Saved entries

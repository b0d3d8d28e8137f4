// Copyright 2026 Phillip Cloud
// Licensed under the Apache License, Version 2.0

use anyhow::{Context, Result};
use cardsearch_api::Client;
use cardsearch_app::{
    Record, SearchCommand, SearchEvent, SearchMode, SearchOutcome, SearchState, SearchTicket,
    filter_records,
};
use cardsearch_tui::{InternalEvent, SearchRuntime};
use std::sync::mpsc::Sender;
use std::thread;
use std::time::Duration;
use tracing::{debug, info};

/// Executor behind the front end, chosen from config and flags.
pub enum CliRuntime {
    /// Sleeps, then answers with the placeholder payload.
    Simulated { delay: Duration },
    Network(Client),
    /// Filters an in-memory catalog instead of calling the endpoint.
    Demo(Vec<Record>),
}

impl SearchRuntime for CliRuntime {
    fn run_search(&mut self, ticket: &SearchTicket) -> SearchOutcome {
        match self {
            Self::Simulated { delay } => {
                thread::sleep(*delay);
                SearchOutcome::Placeholder {
                    query: ticket.query.clone(),
                }
            }
            Self::Network(client) => client.search(&ticket.query),
            Self::Demo(records) => {
                SearchOutcome::Matches(filter_records(records.clone(), &ticket.query))
            }
        }
    }

    // Every search gets its own thread and nothing is cancelled; the state
    // drops completions that belong to superseded searches.
    fn spawn_search(&mut self, ticket: SearchTicket, tx: Sender<InternalEvent>) -> Result<()> {
        let mut worker = match self {
            Self::Simulated { delay } => Self::Simulated { delay: *delay },
            Self::Network(client) => Self::Network(client.clone()),
            Self::Demo(records) => {
                let outcome = SearchOutcome::Matches(filter_records(records.clone(), &ticket.query));
                return send_completion(&tx, ticket.generation, outcome);
            }
        };

        let generation = ticket.generation;
        thread::Builder::new()
            .name(format!("search-{generation}"))
            .spawn(move || {
                let outcome = worker.run_search(&ticket);
                debug!(generation, "search finished");
                // The receiver is gone once the UI has exited.
                let _ = send_completion(&tx, generation, outcome);
            })
            .context("spawn search thread")?;
        Ok(())
    }
}

fn send_completion(
    tx: &Sender<InternalEvent>,
    generation: u64,
    outcome: SearchOutcome,
) -> Result<()> {
    tx.send(InternalEvent::SearchCompleted {
        generation,
        outcome,
    })
    .map_err(|_| anyhow::anyhow!("search event channel closed"))
}

/// Runs one search to completion without the terminal UI and returns the
/// final state.
pub fn search_once<R: SearchRuntime>(
    runtime: &mut R,
    mode: SearchMode,
    raw_query: &str,
) -> SearchState {
    let mut state = SearchState::new(mode);
    state.input = raw_query.to_owned();

    let started = state
        .dispatch(SearchCommand::Submit)
        .into_iter()
        .find_map(|event| match event {
            SearchEvent::SearchStarted(ticket) => Some(ticket),
            _ => None,
        });
    let Some(ticket) = started else {
        return state;
    };

    info!(generation = ticket.generation, query = %ticket.query, "one-shot search");
    let outcome = runtime.run_search(&ticket);
    state.dispatch(SearchCommand::Complete {
        generation: ticket.generation,
        outcome,
    });
    state
}

#[cfg(test)]
mod tests {
    use super::{CliRuntime, search_once};
    use anyhow::{Result, anyhow};
    use cardsearch_api::{Client, ClientOptions};
    use cardsearch_app::{
        Panel, Query, QueryPolicy, SearchCommand, SearchMode, SearchState, SearchTicket,
        render_text, view_frame,
    };
    use cardsearch_testkit::sample_catalog;
    use cardsearch_tui::{InternalEvent, SearchRuntime};
    use std::sync::mpsc::{self, TryRecvError};
    use std::thread;
    use std::time::Duration;
    use tiny_http::{Response, Server};

    fn ticket(generation: u64, raw: &str) -> SearchTicket {
        SearchTicket {
            generation,
            query: Query::parse(raw, QueryPolicy::STRICT).expect("valid query"),
        }
    }

    fn apply(state: &mut SearchState, event: InternalEvent) {
        let InternalEvent::SearchCompleted {
            generation,
            outcome,
        } = event
        else {
            panic!("expected a search completion");
        };
        state.dispatch(SearchCommand::Complete {
            generation,
            outcome,
        });
    }

    #[test]
    fn simulated_search_echoes_query_after_delay() -> Result<()> {
        let mut runtime = CliRuntime::Simulated {
            delay: Duration::from_millis(150),
        };
        let mut state = SearchState::new(SearchMode::Simulated);
        state.input = "bank".to_owned();
        state.dispatch(SearchCommand::Submit);
        assert_eq!(state.view.panel(), Panel::Loading);

        let (tx, rx) = mpsc::channel();
        runtime.spawn_search(ticket(state.generation(), "bank"), tx)?;
        assert_eq!(rx.try_recv(), Err(TryRecvError::Empty));
        assert_eq!(state.view.panel(), Panel::Loading);

        apply(&mut state, rx.recv_timeout(Duration::from_secs(5))?);
        let frame = view_frame(&state.view);
        assert_eq!(frame.panel, Panel::Results);
        assert!(frame.heading.contains("\"bank\""));
        assert!(!state.busy);
        Ok(())
    }

    #[test]
    fn overlapping_simulated_searches_both_complete() -> Result<()> {
        let mut runtime = CliRuntime::Simulated {
            delay: Duration::from_millis(20),
        };
        let (tx, rx) = mpsc::channel();
        runtime.spawn_search(ticket(1, "first"), tx.clone())?;
        runtime.spawn_search(ticket(2, "second"), tx)?;

        let mut generations = Vec::new();
        for _ in 0..2 {
            match rx.recv_timeout(Duration::from_secs(5))? {
                InternalEvent::SearchCompleted { generation, .. } => generations.push(generation),
                other => return Err(anyhow!("unexpected event {other:?}")),
            }
        }
        generations.sort_unstable();
        assert_eq!(generations, vec![1, 2]);
        Ok(())
    }

    #[test]
    fn demo_runtime_filters_catalog() {
        let mut runtime = CliRuntime::Demo(sample_catalog());
        let state = search_once(&mut runtime, SearchMode::Networked, "  visa ");
        let text = render_text(&view_frame(&state.view));
        assert!(text.starts_with("Resultados (2)"));
        assert!(text.contains("Visa Gold"));
        assert!(text.contains("Visa Infinite"));
        assert!(!state.busy);
    }

    #[test]
    fn demo_runtime_reports_empty() {
        let mut runtime = CliRuntime::Demo(sample_catalog());
        let state = search_once(&mut runtime, SearchMode::Networked, "amex");
        assert!(state.view.is_visible(Panel::Empty));
        assert!(!state.view.is_visible(Panel::Results));
    }

    #[test]
    fn search_once_surfaces_validation_per_mode() {
        let mut runtime = CliRuntime::Demo(sample_catalog());

        let networked = search_once(&mut runtime, SearchMode::Networked, "   ");
        assert_eq!(networked.view.panel(), Panel::Error);
        assert_eq!(networked.generation(), 0);

        let simulated = search_once(&mut runtime, SearchMode::Simulated, "x");
        assert_eq!(simulated.view.panel(), Panel::Initial);
        assert!(simulated.notice.is_some());
    }

    #[test]
    fn network_runtime_maps_server_error_to_error_panel() -> Result<()> {
        let server =
            Server::http("127.0.0.1:0").map_err(|error| anyhow!("start mock server: {error}"))?;
        let endpoint = format!("http://{}/api/D_Genbco_T/Retrieve", server.server_addr());
        let handle = thread::spawn(move || {
            let request = server.recv().expect("request expected");
            request
                .respond(Response::from_string("").with_status_code(500))
                .expect("response should succeed");
        });

        let client = Client::new(
            &endpoint,
            ClientOptions {
                timeout: Some(Duration::from_secs(2)),
                accept_invalid_certs: false,
            },
        )?;
        let mut runtime = CliRuntime::Network(client);
        let mut state = SearchState::new(SearchMode::Networked);
        state.input = "visa".to_owned();
        state.dispatch(SearchCommand::Submit);
        assert!(state.busy);

        let (tx, rx) = mpsc::channel();
        runtime.spawn_search(ticket(state.generation(), "visa"), tx)?;
        apply(&mut state, rx.recv_timeout(Duration::from_secs(5))?);

        let text = render_text(&view_frame(&state.view));
        assert_eq!(state.view.panel(), Panel::Error);
        assert!(text.contains("500"));
        assert!(!state.busy);

        handle.join().expect("server thread should join");
        Ok(())
    }
}
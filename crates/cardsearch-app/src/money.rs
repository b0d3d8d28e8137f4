// Copyright 2026 Phillip Cloud
// Licensed under the Apache License, Version 2.0

/// Formats an amount as US dollars: `$1,234.56`. Rounds to the cent.
pub fn format_currency(amount: f64) -> String {
    format_cents(to_cents(amount))
}

pub fn format_cents(cents: i64) -> String {
    let (sign, cents) = normalize_sign(cents);
    let dollars = cents / 100;
    let remainder = cents % 100;
    format!("{sign}${}.{:02}", comma_format(dollars), remainder)
}

fn to_cents(amount: f64) -> i64 {
    // `as` saturates at the i64 bounds and maps NaN to zero.
    (amount * 100.0).round() as i64
}

fn comma_format(value: i64) -> String {
    let digits = value.to_string();
    let mut out = String::with_capacity(digits.len() + digits.len() / 3);
    let mut count = 0usize;
    for ch in digits.chars().rev() {
        if count == 3 {
            out.push(',');
            count = 0;
        }
        out.push(ch);
        count += 1;
    }
    out.chars().rev().collect()
}

fn normalize_sign(cents: i64) -> (&'static str, i64) {
    if cents >= 0 {
        return ("", cents);
    }
    if cents == i64::MIN {
        ("-", i64::MAX)
    } else {
        ("-", -cents)
    }
}

#[cfg(test)]
mod tests {
    use super::{format_cents, format_currency};
    use std::collections::BTreeMap;

    #[test]
    fn format_currency_test() {
        let cases = BTreeMap::from([
            ("0", (0.0, "$0.00")),
            ("fraction", (500.5, "$500.50")),
            ("grouped", (1_234_567.891, "$1,234,567.89")),
            ("round up", (0.005, "$0.01")),
            ("negative", (-42.0, "-$42.00")),
            ("thousand", (1000.0, "$1,000.00")),
        ]);
        for (name, (amount, expected)) in cases {
            assert_eq!(format_currency(amount), expected, "case {name}");
        }
    }

    #[test]
    fn format_cents_test() {
        assert_eq!(format_cents(123_456), "$1,234.56");
        assert_eq!(format_cents(-5), "-$0.05");
    }
}
// Copyright 2026 Phillip Cloud
// Licensed under the Apache License, Version 2.0

use crate::{Query, Record};

/// Keeps records whose name contains the query (ignoring case) or whose
/// decimal code contains the query as typed. Input order is preserved.
pub fn filter_records(records: Vec<Record>, query: &Query) -> Vec<Record> {
    let needle = query.as_str().to_lowercase();
    records
        .into_iter()
        .filter(|record| record_matches(record, query.as_str(), &needle))
        .collect()
}

fn record_matches(record: &Record, raw: &str, lowered: &str) -> bool {
    record.name.to_lowercase().contains(lowered) || record.code.to_string().contains(raw)
}
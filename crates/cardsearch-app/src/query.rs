// Copyright 2026 Phillip Cloud
// Licensed under the Apache License, Version 2.0

use crate::QueryError;

/// How strict the input validator is. The simulated search page demands
/// two characters; the networked page only rejects blank input.
#[derive(Debug, Clone, Copy, PartialEq, Eq)]
pub struct QueryPolicy {
    pub min_chars: usize,
}

impl QueryPolicy {
    pub const STRICT: Self = Self { min_chars: 2 };
    pub const LENIENT: Self = Self { min_chars: 1 };
}

/// A trimmed search term that passed validation.
#[derive(Debug, Clone, PartialEq, Eq, Hash)]
pub struct Query(String);

impl Query {
    pub fn parse(raw: &str, policy: QueryPolicy) -> Result<Self, QueryError> {
        let trimmed = raw.trim();
        if trimmed.is_empty() {
            return Err(QueryError::EmptyQuery);
        }
        if trimmed.chars().count() < policy.min_chars {
            return Err(QueryError::TooShort {
                min_chars: policy.min_chars,
            });
        }
        Ok(Self(trimmed.to_owned()))
    }

    pub fn as_str(&self) -> &str {
        &self.0
    }
}

impl std::fmt::Display for Query {
    fn fmt(&self, f: &mut std::fmt::Formatter<'_>) -> std::fmt::Result {
        f.write_str(&self.0)
    }
}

» **About this task**
From the data above, report how many lines include the string "SearchTicket". The number alone will do.

» **Task result**
6